Let’s take a look at the three key indicators: 1. VIX: closed at 50.93 compared to 52.65 yesterday; 2. The euro/yen cross: closed at 123 compared to 123 yesterday; 3. The TED spread: closed at 101 bps compared to 104 bps yesterday.
Most major sectors finished the session modestly lower led by utilities and industrial. The CRB commodity index rose 1.7%. The US dollar was higher against most major currencies. Treasuries were little changed. The three-month US LIBOR closed at 127 bps. The VIX index dropped 2 points. The market breath was negative on both NYSE and Nasdaq. The volume was on the heavy side.

 
Update for March 2nd:

Monday hasn’t treated investors nicely these days. Following the worst February since 1930s, the market continued its freefall in the first trading session of March. The Dow, shedding another 300 points, closed below 7000 for the first time since 1997. The S&P 500, finishing barely above 700, has lost in all but one of the past eleven trading sessions. Meanwhile, investors fled away from the market as fast as they flocked into it during the late 1990s. As of the end of last month, cash parked in money market mutual funds can purchase over 50% of the entire S&P 500 index, a record high in its 25-year tracking history. My belief in investing is the majority is always wrong when things are at their extremes. We don’t need to go back too far to verify that. Simply checking the past decade, we see most individual investors didn’t know how the internet companies would make money when they pushed the Nasdaq index above 5000; they thought that real estate could only go up but in reality many owe more than what their homes are worth now. In contrast, when housing and stock finally provide the most attractive valuations in decades, those same folks choose to walk away.

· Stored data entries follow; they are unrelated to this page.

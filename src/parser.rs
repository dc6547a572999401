use std::io::Read;
use csv::ReaderBuilder;
use log::warn;
use serde_json::{Map, Value};

use crate::error::{Result, StatsError};
use crate::stats::{format_start_time, AllocationRecord};

/// Accepted field names per canonical field, canonical name first
const TEAM_FIELDS: &[&str] = &["team_name", "team"];
const PITCH_FIELDS: &[&str] = &["pitch_name", "pitch"];
const TIME_FIELDS: &[&str] = &["start_time", "time"];
const DATE_FIELDS: &[&str] = &["date"];

/// Content of an output file for a date without allocations
const NO_ALLOCATIONS: &str = "No allocations available.";

/// Reads a `"true"`/`"false"` flag, case-insensitive; anything else is false
fn parse_bool(value: &str) -> bool {
    value.trim().eq_ignore_ascii_case("true")
}

/// Returns the value stored under the first of the given names that is present
/// and not null; strings are kept as delivered, numbers and booleans are
/// written out as text
fn text_field(object: &Map<String, Value>, names: &[&str]) -> Option<String> {
    names.iter().find_map(|name| match object.get(*name)? {
        Value::Null => None,
        Value::String(s) => Some(s.clone()),
        Value::Number(n) => Some(n.to_string()),
        Value::Bool(b) => Some(b.to_string()),
        Value::Array(_) | Value::Object(_) => None,
    })
}

fn preferred_field(object: &Map<String, Value>) -> bool {
    match object.get("preferred") {
        Some(Value::Bool(b)) => *b,
        Some(Value::String(s)) => parse_bool(s),
        _ => false,
    }
}

fn normalize_one(raw: &Value) -> std::result::Result<AllocationRecord, &'static str> {
    let object = raw.as_object().ok_or("not an object")?;

    let team_name = text_field(object, TEAM_FIELDS).ok_or("missing team_name")?;
    let date = text_field(object, DATE_FIELDS).ok_or("missing date")?;
    let pitch_name = text_field(object, PITCH_FIELDS).ok_or("missing pitch_name")?;
    let start_time = text_field(object, TIME_FIELDS).unwrap_or_default();

    Ok(AllocationRecord {
        team_name,
        date,
        pitch_name,
        start_time: format_start_time(&start_time).to_string(),
        preferred: preferred_field(object),
    })
}

/// Shapes raw allocation objects into canonical records
///
/// Field name variants (`team`, `pitch`, `time`) are mapped to the canonical
/// names and start times are cut to "HH:MM". A record without a team, date or
/// pitch is dropped with a warning; the rest of the batch is kept.
pub fn normalize(raw: &[Value]) -> Vec<AllocationRecord> {
    let mut records = Vec::with_capacity(raw.len());

    for (index, value) in raw.iter().enumerate() {
        match normalize_one(value) {
            Ok(record) => records.push(record),
            Err(reason) => warn!("Dropping allocation record #{}: {}", index, reason),
        }
    }

    records
}

/// Parses a JSON body holding either a bare array of allocations or `{"allocations": [...]}`
pub fn parse_allocations_json(body: &[u8]) -> Result<Vec<Value>> {
    let value: Value = serde_json::from_slice(body)?;
    match value {
        Value::Array(items) => Ok(items),
        Value::Object(mut object) => match object.remove("allocations") {
            Some(Value::Array(items)) => Ok(items),
            _ => Err(StatsError::Format(
                "expected an \"allocations\" array".to_string(),
            )),
        },
        _ => Err(StatsError::Format(
            "expected an array of allocations".to_string(),
        )),
    }
}

/// Reads an allocation history CSV with a header row
/// Columns are keyed by their header, so any accepted field name works
pub fn read_allocations_csv<R: Read>(reader: R) -> Result<Vec<Value>> {
    let mut reader = ReaderBuilder::new()
        .trim(csv::Trim::Headers)
        .flexible(true)
        .from_reader(reader);
    let headers = reader.headers()?.clone();

    let mut rows = Vec::new();
    for result in reader.records() {
        let record = result?;
        let object: Map<String, Value> = headers
            .iter()
            .zip(record.iter())
            .filter(|(_, value)| !value.is_empty())
            .map(|(header, value)| (header.to_string(), Value::String(value.to_string())))
            .collect();
        rows.push(Value::Object(object));
    }

    Ok(rows)
}

/// Parses one allocation output file; the date comes from the file name
///
/// Each line reads `time - team - capacity - pitch - preferred`. Lines with a
/// different number of parts are skipped.
pub fn parse_output_file(date: &str, content: &str) -> Vec<Value> {
    let content = content.trim();
    if content == NO_ALLOCATIONS {
        return Vec::new();
    }

    content
        .lines()
        .filter_map(|line| {
            let parts: Vec<&str> = line.split(" - ").collect();
            if parts.len() != 5 {
                return None;
            }
            let (time, team, pitch, preferred) = (parts[0], parts[1], parts[3], parts[4]);

            Some(serde_json::json!({
                "date": date,
                "time": time.trim(),
                "team": team.trim(),
                "pitch": pitch.trim(),
                "preferred": preferred.trim().eq_ignore_ascii_case("true"),
            }))
        })
        .collect()
}
use std::fmt::{self, Display, Write as _};
use std::fs::File;
use std::io;
use std::iter::once;
use std::path::Path;
use csv::WriterBuilder;

use crate::error::Result;
use crate::stats::{Filter, PivotSet, PivotTable, SlotCell, ALL_TEAMS};

pub const TIMES_TITLE: &str = "Match Start Times";
pub const PITCHES_TITLE: &str = "Allocated Pitches";
pub const START_FREQUENCY_TITLE: &str = "Start Time Frequency";
pub const PITCH_USAGE_TITLE: &str = "Pitch Usage Frequency";

const ROW_HEADER: &str = "Team Name";

/// Preferred slots are marked with a trailing '*' in text output
impl Display for SlotCell {
    fn fmt(&self, f: &mut fmt::Formatter<'_>) -> fmt::Result {
        if self.preferred {
            write!(f, "{}*", self.value)
        } else {
            write!(f, "{}", self.value)
        }
    }
}

fn text_rows<C: Display>(table: &PivotTable<C>) -> Vec<Vec<String>> {
    let header: Vec<String> = once(ROW_HEADER.to_string())
        .chain(table.column_labels.iter().cloned())
        .collect();

    let body = table.row_labels.iter().zip(&table.cells).map(|(label, cells)| {
        once(label.clone())
            .chain(cells.iter().map(|c| c.to_string()))
            .collect::<Vec<String>>()
    });

    once(header).chain(body).collect()
}

/// Renders one table as aligned plain text
pub fn render_text_table<C: Display>(title: &str, table: &PivotTable<C>) -> String {
    let rows = text_rows(table);
    let widths: Vec<usize> = (0..rows[0].len())
        .map(|i| rows.iter().map(|r| r[i].chars().count()).max().unwrap_or(0))
        .collect();

    let mut out = String::new();
    let _ = writeln!(out, "\n=== {} ===", title);
    for row in &rows {
        let line: Vec<String> = row
            .iter()
            .zip(&widths)
            .map(|(cell, width)| format!("{:<width$}", cell, width = *width))
            .collect();
        let _ = writeln!(out, "{}", line.join("  ").trim_end());
    }
    out
}

/// Prints all four tables
pub fn print_pivot_set(set: &PivotSet) {
    print!("{}", render_text_table(TIMES_TITLE, &set.times));
    print!("{}", render_text_table(PITCHES_TITLE, &set.pitches));
    print!("{}", render_text_table(START_FREQUENCY_TITLE, &set.start_frequency));
    print!("{}", render_text_table(PITCH_USAGE_TITLE, &set.pitch_usage));
    println!("\n(* = preferred time)");
}

/// Writes one table as CSV: a "Team Name" header followed by one line per team
pub fn write_table_csv<C: Display, W: io::Write>(table: &PivotTable<C>, writer: W) -> Result<()> {
    let mut wtr = WriterBuilder::new().has_headers(false).from_writer(writer);
    for row in text_rows(table) {
        wtr.write_record(&row)?;
    }
    wtr.flush()?;
    Ok(())
}

pub fn write_table_csv_file<C: Display>(table: &PivotTable<C>, path: &Path) -> Result<()> {
    let file = File::create(path)?;
    write_table_csv(table, file)
}

fn escape_html(text: &str) -> String {
    let mut out = String::with_capacity(text.len());
    for c in text.chars() {
        match c {
            '&' => out.push_str("&amp;"),
            '<' => out.push_str("&lt;"),
            '>' => out.push_str("&gt;"),
            '"' => out.push_str("&quot;"),
            '\'' => out.push_str("&#39;"),
            _ => out.push(c),
        }
    }
    out
}

fn html_table<C>(
    out: &mut String,
    id: &str,
    title: &str,
    table: &PivotTable<C>,
    cell: impl Fn(&C) -> String,
) {
    let _ = writeln!(out, "<h2>{}</h2>", escape_html(title));
    let _ = write!(out, "<table id=\"{}\"><thead><tr><th>{}</th>", id, ROW_HEADER);
    for column in &table.column_labels {
        let _ = write!(out, "<th>{}</th>", escape_html(column));
    }
    out.push_str("</tr></thead><tbody>\n");

    for (label, cells) in table.row_labels.iter().zip(&table.cells) {
        let _ = write!(out, "<tr><td>{}</td>", escape_html(label));
        for value in cells {
            out.push_str(&cell(value));
        }
        out.push_str("</tr>\n");
    }
    out.push_str("</tbody></table>\n");
}

fn slot_td(cell: &SlotCell) -> String {
    if cell.preferred {
        format!(
            "<td class=\"preferred-time\" title=\"Preferred Time\">{}</td>",
            escape_html(&cell.value)
        )
    } else {
        format!("<td>{}</td>", escape_html(&cell.value))
    }
}

fn count_td(count: &u32) -> String {
    format!("<td>{}</td>", count)
}

/// Renders the statistics page: team selector plus the four tables
pub fn render_html(set: &PivotSet, filter: &Filter, teams: &[String]) -> String {
    let mut out = String::new();
    out.push_str("<!DOCTYPE html>\n<html><head><meta charset=\"utf-8\"><title>Allocation Statistics</title>\n");
    out.push_str("<style>td.preferred-time { background: #d4edda; }</style></head><body>\n");
    out.push_str("<h1>Allocation Statistics</h1>\n");

    out.push_str("<form method=\"get\" action=\"/stats\"><select id=\"team-select\" name=\"team\" onchange=\"this.form.submit()\">");
    let all_selected = if *filter == Filter::All { " selected" } else { "" };
    let _ = write!(out, "<option value=\"{}\"{}>All Teams</option>", ALL_TEAMS, all_selected);
    for team in teams {
        let selected = if filter.as_str() == team.as_str() { " selected" } else { "" };
        let _ = write!(
            out,
            "<option value=\"{0}\"{1}>{0}</option>",
            escape_html(team),
            selected
        );
    }
    out.push_str("</select></form>\n");

    html_table(&mut out, "times-table", TIMES_TITLE, &set.times, slot_td);
    html_table(&mut out, "pitches-table", PITCHES_TITLE, &set.pitches, slot_td);
    html_table(
        &mut out,
        "start-time-frequency-table",
        START_FREQUENCY_TITLE,
        &set.start_frequency,
        count_td,
    );
    html_table(
        &mut out,
        "pitch-usage-frequency-table",
        PITCH_USAGE_TITLE,
        &set.pitch_usage,
        count_td,
    );

    out.push_str("</body></html>\n");
    out
}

In a day when most headline news came as negative as they can get, I try to list some not-so-bad ones below. After all, confidence is what most investors need at this point. The first is the Housing Affordability Index published by National Association of Realtors. The January reading of 166.8 is the highest on record and almost 60% higher compared to 2006. Back in 2006 when the real estate bubble was still at its hey day, one needs to make a monthly payment of $1131 for a median priced single family home, which was $221,900 at that time. The minimum qualifying household income in 2006 was $54,288. At the beginning of 2009, one needs to make a monthly payment of $747 for a similar house due to decreasing home price(currently at $169,900) and decreasing mortgage rate(currently at 5.21% vs. 6.58% in 2006). The minimum qualifying household income now is $35,856. The second piece of not-so-bad news came from the job front. According to the Conference Board, online advertised job vacancies dipped 6,600 to 3.348 million in February. Comparing to sharp drops of 507K in December and 506K in January, the pace of decline is at least slowing. Of course, I still expect to see a big drop (probably as high as 600K) in the nonfarm payroll report due this Friday.
Let’s take a look at the three key indicators plus the iTraxx CDX composite index: 1. VIX: closed at 52.65 compared to 46.35 last Friday; 2. The euro/yen cross: closed at 123 compared to 124 last Friday; 3. The TED spread: closed at 104 bps compared to 101 bps last Friday; 4. iTraxx CDX composite spread: closed at 767 bps compared to 775 bps in the previous week.